Glycogen storage diseases

Types of GSD

Overview of types of GSD ^[2]^[3]^[4]
		Relative frequency	Gene defect and deficient enzyme	Role of the enzyme	Characteristic features
Type I (von Gierke disease)	Type 1a	∼ 25%	G6PC gene on chromosome 17q Glucose-6-phosphatase (G6-phosphatase)	Hydrolysis of glucose-6-phosphate to glucose and inorganic phosphate	Renomegaly and hepatomegaly (with hepatic adenomas) Severe fasting hypoglycemia, mild ketosis Severe hyperlipidemia (especially triglycerides) → doll-like facies Hyperuricemia (↑ risk of gout) ^[5] Lactic acidosis Anemia Failure to thrive Dysfunctional glycogenolysis and gluconeogenesis
Type I (von Gierke disease)	Type 1b	∼ 25%	SLC37A4 gene on chromosome 11q Glucose-6-phosphate translocase	Transport of glucose-6-phosphate into the endoplasmic reticulum, where it is hydrolyzed by G6-phosphatase
Type II (Pompe disease)		∼ 15%	GAA gene on chromosome 17q Lysosomal acid maltase (α-1,4-glucosidase) deficiency	Glycogenolysis Hydrolyzes α-1,4- and α-1,6-linkages in the acidic environment of the lysosome	Hypertrophic cardiomyopathy, conduction blocks, cardiomegaly Macroglossia Failure to thrive Proximal myopathy and hypotonia leads to respiratory insufficiency and early death Intracranial aneurysms
Type III (Cori disease)		∼ 25%	AGL gene on chromosome 1p Glycogen debranching enzyme (performs 2 functions: α-1,6-glucosidase and 4-α-D-glucanotransferase)	Glycogenolysis	Clinical presentation is similar to that of type I, though symptoms tend to be less severe. Generalized muscle weakness and/or cramps Possibly cirrhosis (ascites, hepatomegaly, and splenomegaly) Mild, fasting hypoglycemia and ketosis Hyperlipidemia Cytosolic accumulations of limit dextrin-like complexes Blood lactate levels are normal. Gluconeogenesis is functional. Type III may result in cardiomyopathy.
Type IV (Andersen disease)		∼ 3%	GBE1 gene on chromosome 3p Glycogen branching enzyme	Glycogenesis	Symptoms in early infancy (usually leading to death early in childhood) Fetal akinesia sequence Failure to thrive Hepatosplenomegaly Cirrhosis (possibly causing ascites) Proximal myopathy Cardiomyopathy, hypotonia Peripheral neuropathy Late symptom: hypoglycemia A number of neuromuscular forms have been described; can manifest at any age
Type V (McArdle disease)		∼ 2%	PYGM gene on chromosome 11q Myophosphorylase (skeletal muscle glycogen phosphorylase)	Glycogenolysis	Generalized muscle weakness, exercise intolerance (with a second wind phenomenon): Symptoms of muscle fatigue disappear after a period of activity because of increased muscular blood flow. Demanding physical exercise may cause rhabdomyolysis and myoglobinuria. Electrolyte imbalances can trigger cardiac arrhythmias. Normal serum glucose levels Flat venous lactate curve with exaggerated elevations in blood ammonia during exercise Glycogen accumulates in muscles, but can not be metabolized due to enzyme deficiency
Type VI (Hers disease)		∼ 30%	PYGL gene on chromosome 14q Liver phosphorylase	Glycogenolysis	Hepatomegaly Fasting hypoglycemia and ketosis Hyperlipidemia

The first six glycogen storage diseases can be remembered with the mnemonic “a Very Presumptuous Corgi Ambles in the Middle of the Highway.”

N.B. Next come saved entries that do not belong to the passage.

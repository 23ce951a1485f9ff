use once_cell::sync::Lazy;
use std::env;
use std::time::Duration;

use crate::core::error::{AppError, AppResult};

/// Database file path
/// Read from DATABASE_PATH environment variable
/// Default: reminders.db
pub static DATABASE_PATH: Lazy<String> =
    Lazy::new(|| env::var("DATABASE_PATH").unwrap_or_else(|_| "reminders.db".to_string()));

/// Log file path
/// Read from LOG_FILE_PATH environment variable
/// Default: app.log
pub static LOG_FILE_PATH: Lazy<String> =
    Lazy::new(|| env::var("LOG_FILE_PATH").unwrap_or_else(|_| "app.log".to_string()));

/// Log level for console and file output
/// Read from LOG_LEVEL environment variable (error, warn, info, debug, trace)
/// Default: info
pub static LOG_LEVEL: Lazy<log::LevelFilter> = Lazy::new(|| {
    env::var("LOG_LEVEL")
        .ok()
        .and_then(|raw| raw.trim().parse().ok())
        .unwrap_or(log::LevelFilter::Info)
});

/// Bot token
/// Read from BOT_TOKEN or TELOXIDE_TOKEN environment variable
pub static BOT_TOKEN: Lazy<String> = Lazy::new(|| {
    env::var("BOT_TOKEN")
        .or_else(|_| env::var("TELOXIDE_TOKEN"))
        .unwrap_or_else(|_| String::new())
});

/// Custom Bot API server URL (local telegram-bot-api), if any
pub static BOT_API_URL: Lazy<Option<String>> =
    Lazy::new(|| env::var("BOT_API_URL").ok().filter(|url| !url.trim().is_empty()));

/// Returns the bot token or `ConfigMissing` when neither variable is set.
pub fn bot_token() -> AppResult<String> {
    let token = BOT_TOKEN.trim();
    if token.is_empty() {
        return Err(AppError::ConfigMissing("BOT_TOKEN"));
    }
    Ok(token.to_string())
}

/// Sweep scheduler configuration
pub mod scheduler {
    use once_cell::sync::Lazy;
    use std::env;
    use std::time::Duration;

    use crate::scheduler::MatchPolicy;

    /// Seconds between two sweeps
    /// Read from SWEEP_INTERVAL_SECS environment variable
    /// Default: 60 (reminders are minute-granular)
    pub static SWEEP_INTERVAL_SECS: Lazy<u64> = Lazy::new(|| {
        env::var("SWEEP_INTERVAL_SECS")
            .ok()
            .and_then(|s| s.parse().ok())
            .filter(|secs| *secs > 0)
            .unwrap_or(60)
    });

    /// Birthday matching policy
    /// Read from BIRTHDAY_MATCH_POLICY environment variable ("exact" or "window")
    /// Default: exact
    pub static MATCH_POLICY: Lazy<MatchPolicy> = Lazy::new(|| {
        env::var("BIRTHDAY_MATCH_POLICY")
            .ok()
            .and_then(|raw| raw.trim().parse().ok())
            .unwrap_or_default()
    });

    /// Sweep interval duration
    pub fn interval() -> Duration {
        Duration::from_secs(*SWEEP_INTERVAL_SECS)
    }
}

/// Conversation configuration
pub mod conversation {
    use once_cell::sync::Lazy;
    use std::env;
    use std::time::Duration;

    /// Idle time after which an unfinished conversation is dropped
    /// Read from CONVERSATION_TTL_SECS environment variable
    /// Default: 0 (conversations never expire)
    pub static TTL_SECS: Lazy<u64> = Lazy::new(|| {
        env::var("CONVERSATION_TTL_SECS")
            .ok()
            .and_then(|s| s.parse().ok())
            .unwrap_or(0)
    });

    /// Conversation TTL, `None` when expiry is disabled
    pub fn ttl() -> Option<Duration> {
        match *TTL_SECS {
            0 => None,
            secs => Some(Duration::from_secs(secs)),
        }
    }

    /// How often stale conversations are purged (in seconds)
    pub const PURGE_INTERVAL_SECS: u64 = 10 * 60;
}

/// Admin configuration
pub mod admin {
    use once_cell::sync::Lazy;
    use std::env;

    pub(crate) fn parse_admin_ids(raw: &str) -> Vec<i64> {
        raw.split([',', ' ', '\n', '\t'])
            .filter_map(|part| part.trim().parse::<i64>().ok())
            .collect()
    }

    /// Admin user IDs (comma-separated)
    /// Read from ADMIN_IDS environment variable
    pub static ADMIN_IDS: Lazy<Vec<i64>> = Lazy::new(|| {
        env::var("ADMIN_IDS")
            .ok()
            .map(|raw| parse_admin_ids(&raw))
            .unwrap_or_default()
    });

    /// Whether the Telegram user may run privileged commands
    pub fn is_admin(user_id: i64) -> bool {
        ADMIN_IDS.contains(&user_id)
    }
}

/// Network configuration
pub mod network {
    use super::Duration;

    /// Request timeout for Bot API calls (in seconds)
    pub const REQUEST_TIMEOUT_SECS: u64 = 30;

    /// Request timeout duration
    pub fn timeout() -> Duration {
        Duration::from_secs(REQUEST_TIMEOUT_SECS)
    }
}

#[cfg(test)]
mod tests {
    use super::*;

    #[test]
    fn parse_admin_ids_accepts_mixed_separators() {
        assert_eq!(admin::parse_admin_ids("1, 2\n3\tx,,4"), vec![1, 2, 3, 4]);
        assert!(admin::parse_admin_ids("").is_empty());
    }

    #[test]
    fn network_timeout_matches_constant() {
        assert_eq!(network::timeout(), Duration::from_secs(network::REQUEST_TIMEOUT_SECS));
    }
}
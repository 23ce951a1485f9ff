use chrono::{NaiveDate, NaiveDateTime};
use serde::Serialize;
use strum::{Display, EnumString};

use crate::entry::{Entry, EntryKind};

/// How a birthday's lead time is compared with the days remaining.
#[derive(Debug, Clone, Copy, PartialEq, Eq, Default, Display, EnumString)]
#[strum(serialize_all = "lowercase", ascii_case_insensitive)]
pub enum MatchPolicy {
    /// Due only on the day that is exactly `reminder_lead` days before
    #[default]
    Exact,
    /// Due on every day from `reminder_lead` days before up to the birthday itself
    #[strum(to_string = "window", serialize = "lead_window")]
    LeadWindow,
}

/// An entry whose notification should go out now.
#[derive(Debug, Clone, PartialEq, Eq, Serialize)]
pub struct DueNotification {
    pub entry: Entry,
    /// Whole days until the birthday; `None` for reminders
    pub days_remaining: Option<i64>,
}

/// Whole calendar days from `today` to `date` (negative once it has passed).
pub fn days_until(date: NaiveDate, today: NaiveDate) -> i64 {
    (date - today).num_days()
}

/// Decide whether `entry` is due at `now`. Delivered entries never are.
pub fn match_entry(entry: &Entry, policy: MatchPolicy, now: NaiveDateTime) -> Option<DueNotification> {
    if entry.is_delivered() {
        return None;
    }

    let days_remaining = match &entry.kind {
        EntryKind::Birthday(b) => {
            let days = days_until(b.birthday_date, now.date());
            let due = match policy {
                MatchPolicy::Exact => days == b.reminder_lead,
                MatchPolicy::LeadWindow => (0..=b.reminder_lead).contains(&days),
            };
            if !due {
                return None;
            }
            Some(days)
        }
        EntryKind::Reminder(r) => {
            if r.remind_at > now {
                return None;
            }
            None
        }
    };

    Some(DueNotification {
        entry: entry.clone(),
        days_remaining,
    })
}

#[cfg(test)]
mod tests {
    use super::*;
    use crate::entry::{BirthdayEntry, Owner, ReminderEntry};
    use chrono::Duration;

    fn today() -> NaiveDateTime {
        NaiveDate::from_ymd_opt(2030, 2, 18).unwrap().and_hms_opt(23, 59, 0).unwrap()
    }

    fn birthday_in(days: i64, lead: i64) -> Entry {
        Entry {
            id: 1,
            owner: Owner::new(1, 1),
            kind: EntryKind::Birthday(BirthdayEntry {
                name: "Alice".to_string(),
                birthday_date: today().date() + Duration::days(days),
                reminder_lead: lead,
                gifts: String::new(),
                note: String::new(),
            }),
            delivered_at: None,
        }
    }

    fn reminder_at(remind_at: NaiveDateTime) -> Entry {
        Entry {
            id: 2,
            owner: Owner::new(1, 1),
            kind: EntryKind::Reminder(ReminderEntry {
                text: "Call mom".to_string(),
                remind_at,
            }),
            delivered_at: None,
        }
    }

    #[test]
    fn exact_policy_matches_only_the_lead_day() {
        assert!(match_entry(&birthday_in(5, 5), MatchPolicy::Exact, today()).is_some());
        assert!(match_entry(&birthday_in(5, 4), MatchPolicy::Exact, today()).is_none());
        assert!(match_entry(&birthday_in(5, 6), MatchPolicy::Exact, today()).is_none());
    }

    #[test]
    fn days_are_counted_in_calendar_days() {
        // Late in the evening the birthday is still five days away, not four
        let due = match_entry(&birthday_in(5, 5), MatchPolicy::Exact, today()).unwrap();
        assert_eq!(due.days_remaining, Some(5));
    }

    #[test]
    fn window_policy_matches_up_to_the_birthday() {
        let policy = MatchPolicy::LeadWindow;
        assert!(match_entry(&birthday_in(3, 5), policy, today()).is_some());
        assert!(match_entry(&birthday_in(0, 5), policy, today()).is_some());
        assert!(match_entry(&birthday_in(6, 5), policy, today()).is_none());
        assert!(match_entry(&birthday_in(-1, 5), policy, today()).is_none());
    }

    #[test]
    fn reminder_due_once_time_has_come() {
        let at = today();
        assert!(match_entry(&reminder_at(at), MatchPolicy::Exact, at).is_some());
        assert!(match_entry(&reminder_at(at - Duration::hours(3)), MatchPolicy::Exact, at).is_some());
        assert!(match_entry(&reminder_at(at + Duration::minutes(1)), MatchPolicy::Exact, at).is_none());
    }

    #[test]
    fn delivered_entries_never_match() {
        let mut entry = reminder_at(today() - Duration::minutes(1));
        entry.delivered_at = Some(today());
        assert!(match_entry(&entry, MatchPolicy::Exact, today()).is_none());
    }

    #[test]
    fn policy_parses_from_config_values() {
        assert_eq!("exact".parse::<MatchPolicy>().unwrap(), MatchPolicy::Exact);
        assert_eq!("Window".parse::<MatchPolicy>().unwrap(), MatchPolicy::LeadWindow);
        assert_eq!("lead_window".parse::<MatchPolicy>().unwrap(), MatchPolicy::LeadWindow);
        assert!("sometimes".parse::<MatchPolicy>().is_err());
        assert_eq!(MatchPolicy::default().to_string(), "exact");
        assert_eq!(MatchPolicy::LeadWindow.to_string(), "window");
    }
}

McArdle affects the Muscles.

Glycogen storage diseases Comparison of glycolysis and gluconeogenesis Glycogenolysis through cleavage of α-1,6-glycosidic bond Branching enzyme in glycogen synthesis Chalk Talk: Energy Metabolism - Part 10 (with molecular structures)

Physeo - Von Gierke & Cori Disease Physeo - Pompe & Mcardle Disease

Clinical features

Glycogen storage disorders can be classified as muscle and/or liver GSD according to the presenting symptoms.

Muscle involvement
- Seen in types II, III, IV, V
- Two groups of skeletal muscle symptoms are seen:
  - Defects of muscle glycogenolysis and muscle glycolysis:
    - Easy fatiguability, exercise intolerance
    - Cramps
    - Rhabdomyolysis → myoglobinuria (burgundy-colored urine)
  - Defects of muscle glycogenesis (type IV) and lysosomal glycogenolysis (type II): progressive weakness of extremities and trunk (proximal myopathy)
- Cardiac involvement
  - Seen in several types (e.g., type II, type III)
  - Hypertrophic cardiomyopathy and/or conduction defects are most common in type II.
Liver involvement
- Seen in types I, III, IV
- Hypoglycemia (typically fasting hypoglycemia) and ketosis
- Symptoms of hypoglycemia in infancy: seizures, hypotonia, poor feeding, cyanosis, irritability
- Hepatomegaly → distended abdomen

Additional clinical manifestations

Growth delay/growth retardation/failure to thrive: types I, II, III, IV
Anemia: type I
Hyperlipidemia: types I, III
Macroglossia: type II
Lactic acidosis: type I
Hyperuricemia: type I

“Pompe punishes pump, liver, and muscle.”

Diagnostics ^[6]

Initial tests
- Muscle and/or liver biopsy (depending on the enzyme deficiency): glycogen storage appears as PAS-positive granules .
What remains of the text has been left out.